Further, the return on investment, which indicates how much return management
has earned on all long-term capital (i.e., capital owned by the stockholders and
contributed by long-term creditors), of the Company over the trailing twelve
months is -36.03%. By comparison, the return on investment of the Standard and
Poor's 500 for the same period is 12.34%. TCL believes the Company should
produce at least positive returns on equity and investment.



- - THE TCL NOMINEES WILL REINVIGORATE THE PROCESS AND PROTECT STOCKHOLDER VALUE.


     TCL believes that a new perspective is needed on the Board to reinvigorate
the process of enhancing stockholder value and to ensure that any strategic
transactions are undertaken in the best interest of all stockholders. TCL
believes that the Company's Board should be committed to creating the greatest
possible return on the stockholders' investment. TCL believes that your consent
to the Director Resolution will provide management with the support necessary to
focus the Company on the long-term interests of its stockholders. TCL also
believes that the TCL Nominees are individuals of integrity and experience who
have impeccable credentials in a wide variety of disciplines and are committed
to protecting the interests of the stockholders.
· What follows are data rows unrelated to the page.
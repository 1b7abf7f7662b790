//! PostgreSQL store backed by the queries in [`crate::db::queries`].

use async_trait::async_trait;
use chrono::{DateTime, Utc};
use serde_json::Value;

use super::{EventStore, IntegrationStore, RunLedger, SequenceStore, Store, StoreResult};
use crate::db::models::{
    Event, Integration, IntegrationState, LogLevel, NewAction, NewEvent, NewIntegration, NewRun,
    NewSequence, NewStep, NewTrigger, RunFilter, RunLogEntry, RunStatus, Sequence, SequenceAction,
    SequenceTrigger, StepOutcome, StepStatus, WorkflowRun, WorkflowStep,
};
use crate::db::queries::{event, integration, sequence, workflow};
use crate::db::{pool, DbPool};

#[derive(Clone)]
pub struct PgStore {
    pool: DbPool,
}

impl PgStore {
    pub fn new(pool: DbPool) -> Self {
        Self { pool }
    }

    pub fn pool(&self) -> &DbPool {
        &self.pool
    }
}

#[async_trait]
impl IntegrationStore for PgStore {
    async fn create_integration(&self, new: NewIntegration) -> StoreResult<Integration> {
        integration::insert_integration(&self.pool, new).await
    }

    async fn get_integration(&self, id: i64) -> StoreResult<Option<Integration>> {
        integration::get_integration(&self.pool, id).await
    }

    async fn list_integrations(&self, tenant_id: Option<&str>) -> StoreResult<Vec<Integration>> {
        integration::list_integrations(&self.pool, tenant_id).await
    }

    async fn delete_integration(&self, id: i64) -> StoreResult<bool> {
        integration::delete_integration(&self.pool, id).await
    }

    async fn set_integration_state(
        &self,
        id: i64,
        state: IntegrationState,
        message: Option<String>,
        tested: bool,
    ) -> StoreResult<Option<Integration>> {
        integration::update_state(&self.pool, id, state, message.as_deref(), tested).await
    }
}

#[async_trait]
impl SequenceStore for PgStore {
    async fn create_sequence(&self, new: NewSequence) -> StoreResult<Sequence> {
        sequence::insert_sequence(&self.pool, new).await
    }

    async fn get_sequence(&self, id: i64) -> StoreResult<Option<Sequence>> {
        sequence::get_sequence(&self.pool, id).await
    }

    async fn list_sequences(&self, tenant_id: Option<&str>) -> StoreResult<Vec<Sequence>> {
        sequence::list_sequences(&self.pool, tenant_id).await
    }

    async fn set_sequence_enabled(&self, id: i64, enabled: bool) -> StoreResult<Option<Sequence>> {
        sequence::set_sequence_enabled(&self.pool, id, enabled).await
    }

    async fn delete_sequence(&self, id: i64) -> StoreResult<bool> {
        sequence::delete_sequence(&self.pool, id).await
    }

    async fn create_trigger(&self, new: NewTrigger) -> StoreResult<SequenceTrigger> {
        sequence::insert_trigger(&self.pool, new).await
    }

    async fn get_trigger(&self, id: i64) -> StoreResult<Option<SequenceTrigger>> {
        sequence::get_trigger(&self.pool, id).await
    }

    async fn list_triggers(&self, sequence_id: i64) -> StoreResult<Vec<SequenceTrigger>> {
        sequence::list_triggers(&self.pool, sequence_id).await
    }

    async fn find_triggers(
        &self,
        app_key: &str,
        trigger_key: &str,
    ) -> StoreResult<Vec<SequenceTrigger>> {
        sequence::find_triggers(&self.pool, app_key, trigger_key).await
    }

    async fn delete_trigger(&self, id: i64) -> StoreResult<bool> {
        sequence::delete_trigger(&self.pool, id).await
    }

    async fn set_trigger_sample(&self, id: i64, sample: Value) -> StoreResult<()> {
        sequence::set_trigger_sample(&self.pool, id, &sample).await
    }

    async fn insert_action(&self, new: NewAction) -> StoreResult<SequenceAction> {
        sequence::insert_action(&self.pool, new).await
    }

    async fn get_action(&self, id: i64) -> StoreResult<Option<SequenceAction>> {
        sequence::get_action(&self.pool, id).await
    }

    async fn list_actions(&self, sequence_id: i64) -> StoreResult<Vec<SequenceAction>> {
        sequence::list_actions(&self.pool, sequence_id).await
    }

    async fn delete_action(&self, id: i64) -> StoreResult<bool> {
        sequence::delete_action(&self.pool, id).await
    }

    async fn move_action(&self, id: i64, position: i32) -> StoreResult<Vec<SequenceAction>> {
        sequence::move_action(&self.pool, id, position).await
    }

    async fn set_action_sample(&self, id: i64, sample: Value) -> StoreResult<()> {
        sequence::set_action_sample(&self.pool, id, &sample).await
    }
}

#[async_trait]
impl EventStore for PgStore {
    async fn insert_event(&self, new: NewEvent) -> StoreResult<Event> {
        event::insert_event(&self.pool, new).await
    }

    async fn get_event(&self, id: i64) -> StoreResult<Option<Event>> {
        event::get_event(&self.pool, id).await
    }
}

#[async_trait]
impl RunLedger for PgStore {
    async fn create_run(&self, new: NewRun) -> StoreResult<WorkflowRun> {
        workflow::insert_run(&self.pool, new).await
    }

    async fn get_run(&self, id: i64) -> StoreResult<Option<WorkflowRun>> {
        workflow::get_run(&self.pool, id).await
    }

    async fn list_runs(&self, filter: &RunFilter) -> StoreResult<Vec<WorkflowRun>> {
        workflow::list_runs(&self.pool, filter).await
    }

    async fn transition_run(
        &self,
        id: i64,
        from: &[RunStatus],
        to: RunStatus,
    ) -> StoreResult<Option<WorkflowRun>> {
        workflow::transition_run(&self.pool, id, from, to).await
    }

    async fn begin_attempt(
        &self,
        id: i64,
        expected_attempt: i32,
    ) -> StoreResult<Option<WorkflowRun>> {
        workflow::begin_attempt(&self.pool, id, expected_attempt).await
    }

    async fn record_output(
        &self,
        id: i64,
        attempt: i32,
        position: i32,
        output: Value,
    ) -> StoreResult<bool> {
        workflow::record_output(&self.pool, id, attempt, position, &output).await
    }

    async fn touch_run(&self, id: i64) -> StoreResult<()> {
        workflow::touch_run(&self.pool, id).await
    }

    async fn find_stale_runs(&self, cutoff: DateTime<Utc>) -> StoreResult<Vec<WorkflowRun>> {
        workflow::find_stale_runs(&self.pool, cutoff).await
    }

    async fn mark_stale(&self, id: i64) -> StoreResult<bool> {
        workflow::mark_stale(&self.pool, id).await
    }

    async fn insert_step(&self, new: NewStep) -> StoreResult<WorkflowStep> {
        workflow::insert_step(&self.pool, new).await
    }

    async fn finish_step(
        &self,
        step_id: i64,
        status: StepStatus,
        outcome: StepOutcome,
    ) -> StoreResult<Option<WorkflowStep>> {
        workflow::finish_step(&self.pool, step_id, status, outcome).await
    }

    async fn record_retry(&self, step_id: i64, error_message: &str) -> StoreResult<bool> {
        workflow::record_retry(&self.pool, step_id, error_message).await
    }

    async fn abort_running_steps(&self, run_id: i64, message: &str) -> StoreResult<u64> {
        workflow::abort_running_steps(&self.pool, run_id, message).await
    }

    async fn list_steps(&self, run_id: i64, attempt: Option<i32>) -> StoreResult<Vec<WorkflowStep>> {
        workflow::list_steps(&self.pool, run_id, attempt).await
    }

    async fn append_log(&self, run_id: i64, level: LogLevel, message: &str) -> StoreResult<()> {
        workflow::append_log(&self.pool, run_id, level, message).await
    }

    async fn list_logs(&self, run_id: i64) -> StoreResult<Vec<RunLogEntry>> {
        workflow::list_logs(&self.pool, run_id).await
    }
}

#[async_trait]
impl Store for PgStore {
    fn backend(&self) -> &'static str {
        "postgres"
    }

    async fn health_check(&self) -> bool {
        pool::health_check(&self.pool).await
    }
}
We note that two of the TCL
Nominees are Directors of TCL International Holdings, Ltd. ("Holdings"), a Hong
Kong publicly traded consumer electronics and information technology company
(and a subsidiary of TCL). Since November 30, 1999, when Holdings began trading
publicly on the Hong Kong Stock Exchange, the share price of Holdings' common
stock has fallen approximately 50%, from HKD2.90 to HKD1.18 on April 24, 2001.
By contrast, the share price of the Common Stock has fallen approximately 95%,
from $10.75 to $0.60 over the same period.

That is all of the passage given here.